The UK Government is considering calls to waive fines for late tax returns this year but has ruled out an official extension to the January 31 filing deadline.

Campaigners have argued that a third national lockdown has “changed the playing field” and increased further pressure on freelancers and small firms trying to stay afloat during the current pandemic. They have called for more help and are in discussions with The Chartered Institute of Taxation, which said it was considering how to ease the burden.

Before Christmas, HM Revenue & Customs said it would accept COVID-19 as a reasonable excuse for missing the deadline and would cancel penalties for those genuinely affected by the pandemic if they appealed. HMRC also extended the appeals window to three months.

However, Richard Wild, of the Chartered Institute of Taxation, said forcing firms to appeal against fines that no one expected to be paid was a waste of time.

He told The Daily Telegraph: “We have asked HMRC to waive late filing penalties for all returns filed before March 1 2021 in order to avoid adding further costs or compliance burdens.

“The new lockdown and increased incidence of the coronavirus has added to the challenges facing many taxpayers and has changed the playing field.”

The Association of Accounting Technicians has echoed calls for fines to be dropped. The association’s Phil Hall warned that late payment penalties, which can accumulate into the thousands if left unpaid, will surge.

He said: “Three lockdowns and the tier regime have certainly restricted many people from getting their tax information to their accountants in the usual way. It’s pretty obvious that the number of taxpayers filing late this year is going to be much higher than in previous years.”

Over a million individuals missed tax return the deadline last year. Almost 5.5m of some 12m self-assessment taxpayers are yet to submit returns for this year, with weeks to go before the deadline.
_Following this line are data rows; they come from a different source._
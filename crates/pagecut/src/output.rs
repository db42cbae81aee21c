//! The output tree of a run.
//!
//! ```text
//! <root>/
//!   temp/             rendered pages (p-0.png, p-1.png, ...)
//!   <field>/0001.png  one directory per field, one file per record
//! ```

use std::path::{Path, PathBuf};

use image::ImageFormat;
use pagecut_core::Record;
use tracing::debug;

use crate::error::BatchError;

/// Directory below the output root holding rendered pages.
pub const TEMP_DIR: &str = "temp";

/// Output root of a document and the field directories below it.
#[derive(Debug, Clone, PartialEq, Eq)]
pub struct OutputTree {
    root: PathBuf,
}

impl OutputTree {
    /// Output root for `document`: its path without the extension.
    pub fn root_for(document: &Path) -> PathBuf {
        document.with_extension("")
    }

    /// Create a fresh tree at `root` with the temp directory and one directory
    /// per field.
    ///
    /// # Errors
    ///
    /// Returns [`BatchError::OutputExists`] if `root` already exists, or
    /// [`BatchError::Io`] if a directory cannot be created.
    pub fn create<S: AsRef<str>>(root: &Path, fields: &[S]) -> Result<Self, BatchError> {
        let tree = Self::create_fields(root, fields)?;
        std::fs::create_dir(tree.temp_dir())?;
        Ok(tree)
    }

    /// Create a fresh tree holding only the field directories, for pages
    /// rendered elsewhere.
    ///
    /// # Errors
    ///
    /// Same as [`create`](Self::create).
    pub fn create_fields<S: AsRef<str>>(root: &Path, fields: &[S]) -> Result<Self, BatchError> {
        if root.exists() {
            return Err(BatchError::OutputExists(root.to_path_buf()));
        }
        std::fs::create_dir_all(root)?;
        Self::reuse(root, fields)
    }

    /// Open a tree left by an earlier run, creating missing field directories.
    ///
    /// # Errors
    ///
    /// Returns [`BatchError::Io`] if a directory cannot be created.
    pub fn reuse<S: AsRef<str>>(root: &Path, fields: &[S]) -> Result<Self, BatchError> {
        let tree = Self {
            root: root.to_path_buf(),
        };
        for field in fields {
            std::fs::create_dir_all(tree.field_dir(field.as_ref()))?;
        }
        Ok(tree)
    }

    /// The output root.
    pub fn root(&self) -> &Path {
        &self.root
    }

    /// Directory of rendered pages.
    pub fn temp_dir(&self) -> PathBuf {
        self.root.join(TEMP_DIR)
    }

    /// Directory of the field called `field`.
    pub fn field_dir(&self, field: &str) -> PathBuf {
        self.root.join(field)
    }

    /// File of record `counter` in the directory of `field`.
    pub fn record_path(&self, field: &str, counter: u32) -> PathBuf {
        self.field_dir(field).join(format!("{counter:04}.png"))
    }

    /// Write every field of `record` as record number `counter`.
    ///
    /// # Errors
    ///
    /// Returns [`BatchError::Image`] if a file cannot be written.
    pub fn write_record(&self, counter: u32, record: &Record) -> Result<(), BatchError> {
        for field in &record.fields {
            let path = self.record_path(&field.name, counter);
            debug!(path = %path.display(), "writing field");
            field.image.save_with_format(&path, ImageFormat::Png)?;
        }
        Ok(())
    }
}

#[cfg(test)]
mod tests {
    use super::*;
    use image::{GrayImage, Luma};
    use pagecut_core::RecordField;

    const FIELDS: [&str; 2] = ["english", "pinyin"];

    fn record() -> Record {
        Record {
            fields: FIELDS
                .iter()
                .map(|name| RecordField {
                    name: name.to_string(),
                    image: GrayImage::from_pixel(8, 4, Luma([255])),
                    blank: false,
                })
                .collect(),
        }
    }

    #[test]
    fn root_drops_the_extension() {
        assert_eq!(
            OutputTree::root_for(Path::new("books/GLOSSIKA-EBK-ENZH-DLY.pdf")),
            PathBuf::from("books/GLOSSIKA-EBK-ENZH-DLY")
        );
    }

    #[test]
    fn create_lays_out_directories() {
        let dir = tempfile::tempdir().unwrap();
        let root = dir.path().join("book");
        let tree = OutputTree::create(&root, &FIELDS).unwrap();
        assert!(tree.temp_dir().is_dir());
        assert!(root.join("english").is_dir());
        assert!(root.join("pinyin").is_dir());
    }

    #[test]
    fn field_only_tree_has_no_temp() {
        let dir = tempfile::tempdir().unwrap();
        let root = dir.path().join("out");
        let tree = OutputTree::create_fields(&root, &FIELDS).unwrap();
        assert!(!tree.temp_dir().exists());
        assert!(root.join("pinyin").is_dir());
        assert!(matches!(
            OutputTree::create_fields(&root, &FIELDS),
            Err(BatchError::OutputExists(_))
        ));
    }

    #[test]
    fn create_refuses_existing_root() {
        let dir = tempfile::tempdir().unwrap();
        let err = OutputTree::create(dir.path(), &FIELDS).unwrap_err();
        assert!(matches!(err, BatchError::OutputExists(_)));
    }

    #[test]
    fn reuse_accepts_existing_root() {
        let dir = tempfile::tempdir().unwrap();
        let tree = OutputTree::reuse(dir.path(), &FIELDS).unwrap();
        assert!(tree.field_dir("english").is_dir());
    }

    #[test]
    fn record_paths_are_zero_padded() {
        let tree = OutputTree {
            root: PathBuf::from("out"),
        };
        assert_eq!(
            tree.record_path("english", 7),
            PathBuf::from("out").join("english").join("0007.png")
        );
        assert_eq!(
            tree.record_path("english", 12345),
            PathBuf::from("out").join("english").join("12345.png")
        );
    }

    #[test]
    fn write_record_creates_one_file_per_field() {
        let dir = tempfile::tempdir().unwrap();
        let tree = OutputTree::create(&dir.path().join("book"), &FIELDS).unwrap();
        tree.write_record(1, &record()).unwrap();
        for field in FIELDS {
            let written = image::open(tree.record_path(field, 1)).unwrap().to_luma8();
            assert_eq!(written.dimensions(), (8, 4));
        }
    }
}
According to freelancer body IPSE, freelancers’ incomes dropped by 30% to record lows last year, while more than half of landlords reported a decline in earnings, according to the NRLA. IPSE added that one in five self-employed people will have to borrow money to pay their tax bills.

At the same time, many face paying additional tax bills previously deferred without penalty, on top of what they are due to pay at the end of January.

More than one million individuals were unable to claim Government help because they did not have a long enough tax return history or fell through cracks in the support schemes, with many getting by on next to no income.

HMRC has made it easier for those who will struggle to spread their payments over the year in more digestible payment plans, but they will face additional interest payments if they opt-in.

Andrew Chamberlain, of the IPSE, said 2020 had been a “financially devastating year for many of the self-employed and now their end of year tax bill will only add to their financial woes”.

He added: “We urge the government to do the decent thing here and adopt a lenient approach to self-employed taxes. In these extreme circumstances, it should certainly not penalise late payment.”

Sources at HMRC said it appreciated many were struggling and said everything was under constant review.

A spokesman said: “The government has carefully considered the arguments for extending the tax return filing date and waiving late filing penalties for returns received in February and has decided not to do so at this stage.”